A large genome-wide association study of age-related macular degeneration highlights contributions of rare and common variants.
Fritsche LG., Igl W., Bailey JNC., Grassmann F., Sengupta S., Bragg-Gresham JL., Burdon KP., Hebbring SJ., Wen C., Gorski M., Kim IK., Cho D., Zack D., Souied E., Scholl HPN., Bala E., Lee KE., Hunter DJ., Sardell RJ., Mitchell P., Merriam JE., Cipriani V., Hoffman JD., Schick T., Lechanteur YTE., Guymer RH., Johnson MP., Jiang Y., Stanton CM., Buitendijk GHS., Zhan X., Kwong AM., Boleda A., Brooks M., Gieser L., Ratnapriya R., Branham KE., Foerster JR., Heckenlively JR., Othman MI., Vote BJ., Liang HH., Souzeau E., McAllister IL., Isaacs T., Hall J., Lake S., Mackey DA., Constable IJ., Craig JE., Kitchner TE., Yang Z., Su Z., Luo H., Chen D., Ouyang H., Flagg K., Lin D., Mao G., Ferreyra H., Stark K., von Strachwitz CN., Wolf A., Brandl C., Rudolph G., Olden M., Morrison MA., Morgan DJ., Schu M., Ahn J., Silvestri G., Tsironi EE., Park KH., Farrer LA., Orlin A., Brucker A., Li M., Curcio CA., Mohand-Saïd S., Sahel J-A., Audo I., Benchaboune M., Cree AJ., Rennie CA., Goverdhan SV., Grunin M., Hagbi-Levi S., Campochiaro P., Katsanis N., Holz FG., Blond F., Blanché H., Deleuze J-F., Igo RP., Truitt B., Peachey NS., Meuer SM., Myers CE., Moore EL., Klein R., Hauser MA., Postel EA., Courtenay MD., Schwartz SG., Kovach JL., Scott WK., Liew G., Tan AG., Gopinath B., Merriam JC., Smith RT., Khan JC., Shahid H., Moore AT., McGrath JA., Laux R., Brantley MA., Agarwal A., Ersoy L., Caramoy A., Langmann T., Saksens NTM., de Jong EK., Hoyng CB., Cain MS., Richardson AJ., Martin TM., Blangero J., Weeks DE., Dhillon B., van Duijn CM., Doheny KF., Romm J., Klaver CCW., Hayward C., Gorin MB., Klein ML., Baird PN., den Hollander AI., Fauser S., Yates JRW., Allikmets R., Wang JJ., Schaumberg DA., Klein BEK., Hagstrom SA., Chowers I., Lotery AJ., Léveillard T., Zhang K., Brilliant MH., Hewitt AW., Swaroop A., Chew EY., Pericak-Vance MA., DeAngelis M., Stambolian D., Haines JL., Iyengar SK., Weber BHF., Abecasis GR., Heid IM.

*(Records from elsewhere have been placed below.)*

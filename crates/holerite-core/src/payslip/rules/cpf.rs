//! CPF (Brazilian individual taxpayer number) extraction and validation.

use super::{ExtractionMatch, FieldExtractor, CPF_RULE};

/// CPF field extractor.
pub struct CpfExtractor {
    validate: bool,
}

impl CpfExtractor {
    /// Create a new CPF extractor. Validation is off by default.
    pub fn new() -> Self {
        Self { validate: false }
    }

    /// Set whether to drop CPFs with wrong check digits.
    pub fn with_validation(mut self, validate: bool) -> Self {
        self.validate = validate;
        self
    }
}

impl Default for CpfExtractor {
    fn default() -> Self {
        Self::new()
    }
}

impl FieldExtractor for CpfExtractor {
    type Output = ExtractionMatch<String>;

    /// With validation on, the first CPF whose check digits match.
    fn extract(&self, text: &str) -> Option<Self::Output> {
        CPF_RULE
            .find_all(text)
            .into_iter()
            .find(|m| !self.validate || validate_cpf(&m.value))
    }
}

/// Extract the CPF as printed, or `""` when the label is missing.
pub fn extract_cpf(text: &str) -> String {
    CpfExtractor::new()
        .extract(text)
        .map(|m| m.value)
        .unwrap_or_default()
}

/// Validate a CPF using its two mod-11 check digits.
///
/// Punctuation is ignored. Numbers made of one repeated digit pass the
/// checksum but are not issued, so they are rejected.
pub fn validate_cpf(cpf: &str) -> bool {
    let digits: Vec<u32> = cpf.chars().filter_map(|c| c.to_digit(10)).collect();

    if digits.len() != 11 {
        return false;
    }

    if digits.iter().all(|&d| d == digits[0]) {
        return false;
    }

    let check_digit = |len: usize| -> u32 {
        let sum: u32 = digits
            .iter()
            .take(len)
            .enumerate()
            .map(|(i, d)| d * (len as u32 + 1 - i as u32))
            .sum();
        (sum * 10) % 11 % 10
    };

    check_digit(9) == digits[9] && check_digit(10) == digits[10]
}

/// Format CPF as XXX.XXX.XXX-XX.
pub fn format_cpf(cpf: &str) -> String {
    let digits: String = cpf.chars().filter(|c| c.is_ascii_digit()).collect();

    if digits.len() != 11 {
        return cpf.to_string();
    }

    format!(
        "{}.{}.{}-{}",
        &digits[0..3],
        &digits[3..6],
        &digits[6..9],
        &digits[9..11]
    )
}
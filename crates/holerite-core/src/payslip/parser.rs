//! Page field parser combining the individual rule extractors.

use std::fmt::Debug;

use tracing::trace;

use crate::models::config::ExtractionConfig;
use crate::models::payslip::PageFields;

use super::rules::{
    CpfExtractor, ExtractionMatch, Field, FieldExtractor, NameExtractor, NetPayExtractor,
};

/// Rule-based parser turning one page's text into [`PageFields`].
///
/// Never fails: a field whose label is missing, or whose value does not
/// survive post-processing, takes its empty default without affecting the
/// other fields.
pub struct PayslipParser {
    name: NameExtractor,
    cpf: CpfExtractor,
    net_pay: NetPayExtractor,
}

impl PayslipParser {
    /// Create a new parser with default settings.
    pub fn new() -> Self {
        Self {
            name: NameExtractor::new(),
            cpf: CpfExtractor::new(),
            net_pay: NetPayExtractor::new(),
        }
    }

    /// Create a parser from the extraction configuration.
    pub fn from_config(config: &ExtractionConfig) -> Self {
        Self::new().with_cpf_validation(config.validate_cpf)
    }

    /// Set CPF check digit validation.
    pub fn with_cpf_validation(mut self, validate: bool) -> Self {
        self.cpf = CpfExtractor::new().with_validation(validate);
        self
    }

    /// Extract all fields from a page's text.
    pub fn parse(&self, page_text: &str) -> PageFields {
        let name = self.name.extract(page_text);
        let tax_id = self.cpf.extract(page_text);
        let net_value = self.net_pay.extract(page_text);

        trace_match(Field::Name, name.as_ref());
        trace_match(Field::TaxId, tax_id.as_ref());
        trace_match(Field::NetValue, net_value.as_ref());

        PageFields {
            name: name.map(|m| m.value).unwrap_or_default(),
            tax_id: tax_id.map(|m| m.value).unwrap_or_default(),
            net_value: net_value.map(|m| m.value),
        }
    }
}

impl Default for PayslipParser {
    fn default() -> Self {
        Self::new()
    }
}

/// Extract fields from a page's text with default settings.
pub fn extract_fields(page_text: &str) -> PageFields {
    PayslipParser::new().parse(page_text)
}

fn trace_match<T: Debug>(field: Field, found: Option<&ExtractionMatch<T>>) {
    match found {
        Some(m) => trace!(
            "{}: {:?} from {:?} at {:?}",
            field.key(),
            m.value,
            m.source,
            m.position
        ),
        None => trace!("{}: no match", field.key()),
    }
}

Advanced age-related macular degeneration (AMD) is the leading cause of blindness in the elderly, with limited therapeutic options. Here we report on a study of >12 million variants, including 163,714 directly genotyped, mostly rare, protein-altering variants. Analyzing 16,144 patients and 17,832 controls, we identify 52 independently associated common and rare variants (P < 5 × 10(-8)) distributed across 34 loci. Although wet and dry AMD subtypes exhibit predominantly shared genetics, we identify the first genetic association signal specific to wet AMD, near MMP9 (difference P value = 4.1 × 10(-10)). Very rare coding variants (frequency <0.1%) in CFH, CFI and TIMP3 suggest causal roles for these genes, as does a splice variant in SLC16A8. Our results support the hypothesis that rare coding variants can pinpoint causal genes within known genetic loci and illustrate that applying the approach systematically to detect new loci requires extremely large sample sizes.